◆ **ABOUT THIS EXERCISE**
Nothing is needed except the lines below that run from the one with "pub struct AuthService;" through the one with "track_login(true);", repeated exactly.
*-*-*
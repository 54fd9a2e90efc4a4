//! Login request and response DTOs.

use serde::{Deserialize, Serialize};
use utoipa::ToSchema;
use validator::Validate;

use crate::users::UserWithRoles;

pub use schoolbase_auth::Claims;

#[derive(Debug, Clone, Deserialize, Validate, ToSchema)]
pub struct LoginRequest {
    #[validate(email)]
    #[schema(example = "headmaster@school.test")]
    pub email: String,
    #[validate(length(min = 1))]
    #[schema(example = "password123")]
    pub password: String,
}

#[derive(Debug, Clone, Serialize, ToSchema)]
pub struct LoginResponse {
    pub access_token: String,
    /// Always `"bearer"`.
    pub token_type: String,
    pub user: UserWithRoles,
}

impl LoginResponse {
    pub fn bearer(access_token: String, user: UserWithRoles) -> Self {
        Self {
            access_token,
            token_type: "bearer".to_string(),
            user,
        }
    }
}

#[derive(Debug, Clone, Serialize, ToSchema)]
pub struct MessageResponse {
    pub message: String,
}

impl MessageResponse {
    pub fn new(message: impl Into<String>) -> Self {
        Self {
            message: message.into(),
        }
    }
}

#[cfg(test)]
mod tests {
    use super::*;

    #[test]
    fn test_login_request_rejects_bad_email() {
        let req = LoginRequest {
            email: "nope".to_string(),
            password: "secret".to_string(),
        };
        assert!(req.validate().is_err());
    }

    #[test]
    fn test_login_request_requires_password() {
        let req = LoginRequest {
            email: "a@b.test".to_string(),
            password: String::new(),
        };
        assert!(req.validate().is_err());
    }
}
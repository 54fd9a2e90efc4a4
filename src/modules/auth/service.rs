use sqlx::PgPool;
use tracing::instrument;

use schoolbase_auth::create_access_token;
use schoolbase_config::JwtConfig;
use schoolbase_core::{AppError, verify_password};
use schoolbase_models::UserWithRoles;

use super::model::{LoginRequest, LoginResponse};
use crate::metrics::track_login;
use crate::modules::users::service::UserService;

pub struct AuthService;

impl AuthService {
    /// Verifies credentials and issues an access token carrying the user's roles.
    ///
    /// Unknown emails, wrong passwords and deactivated accounts all answer 401.
    #[instrument(skip(db, jwt_config, dto), fields(email = %dto.email))]
    pub async fn login_user(
        db: &PgPool,
        jwt_config: &JwtConfig,
        dto: LoginRequest,
    ) -> Result<LoginResponse, AppError> {
        let Some(user) = UserService::get_user_by_email(db, &dto.email).await? else {
            track_login(false);
            return Err(AppError::unauthorized("Invalid email or password"));
        };

        if !verify_password(&dto.password, &user.hashed_password)? {
            track_login(false);
            return Err(AppError::unauthorized("Invalid email or password"));
        }

        if !user.is_active {
            track_login(false);
            return Err(AppError::unauthorized("Account is deactivated"));
        }

        let roles = UserService::load_roles(db, user.id).await?;
        let student_id = UserService::linked_student(db, user.id).await?;

        let access_token = create_access_token(
            user.id.into_inner(),
            &user.email,
            roles.iter().copied().collect(),
            jwt_config,
        )?;

        track_login(true);
        tracing::info!(user_id = %user.id, "User logged in");

        Ok(LoginResponse::bearer(
            access_token,
            UserWithRoles::new(user, roles, student_id),
        ))
    }

    /// Reloads the caller from the store so role changes show up before the token expires.
    #[instrument(skip(db))]
    pub async fn current_user(db: &PgPool, user_id: uuid::Uuid) -> Result<UserWithRoles, AppError> {
        let user = UserService::get_user(db, user_id.into()).await?;
        if !user.is_active {
            return Err(AppError::unauthorized("Account is deactivated"));
        }
        Ok(user)
    }
}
*-*-*
◆ **TASK ANSWER**
pub struct AuthService;

impl AuthService {
    /// Verifies credentials and issues an access token carrying the user's roles.
    ///
    /// Unknown emails, wrong passwords and deactivated accounts all answer 401.
    #[instrument(skip(db, jwt_config, dto), fields(email = %dto.email))]
    pub async fn login_user(
        db: &PgPool,
        jwt_config: &JwtConfig,
        dto: LoginRequest,
    ) -> Result<LoginResponse, AppError> {
        let Some(user) = UserService::get_user_by_email(db, &dto.email).await? else {
            track_login(false);
            return Err(AppError::unauthorized("Invalid email or password"));
        };

        if !verify_password(&dto.password, &user.hashed_password)? {
            track_login(false);
            return Err(AppError::unauthorized("Invalid email or password"));
        }

        if !user.is_active {
            track_login(false);
            return Err(AppError::unauthorized("Account is deactivated"));
        }

        let roles = UserService::load_roles(db, user.id).await?;
        let student_id = UserService::linked_student(db, user.id).await?;

        let access_token = create_access_token(
            user.id.into_inner(),
            &user.email,
            roles.iter().copied().collect(),
            jwt_config,
        )?;

        track_login(true);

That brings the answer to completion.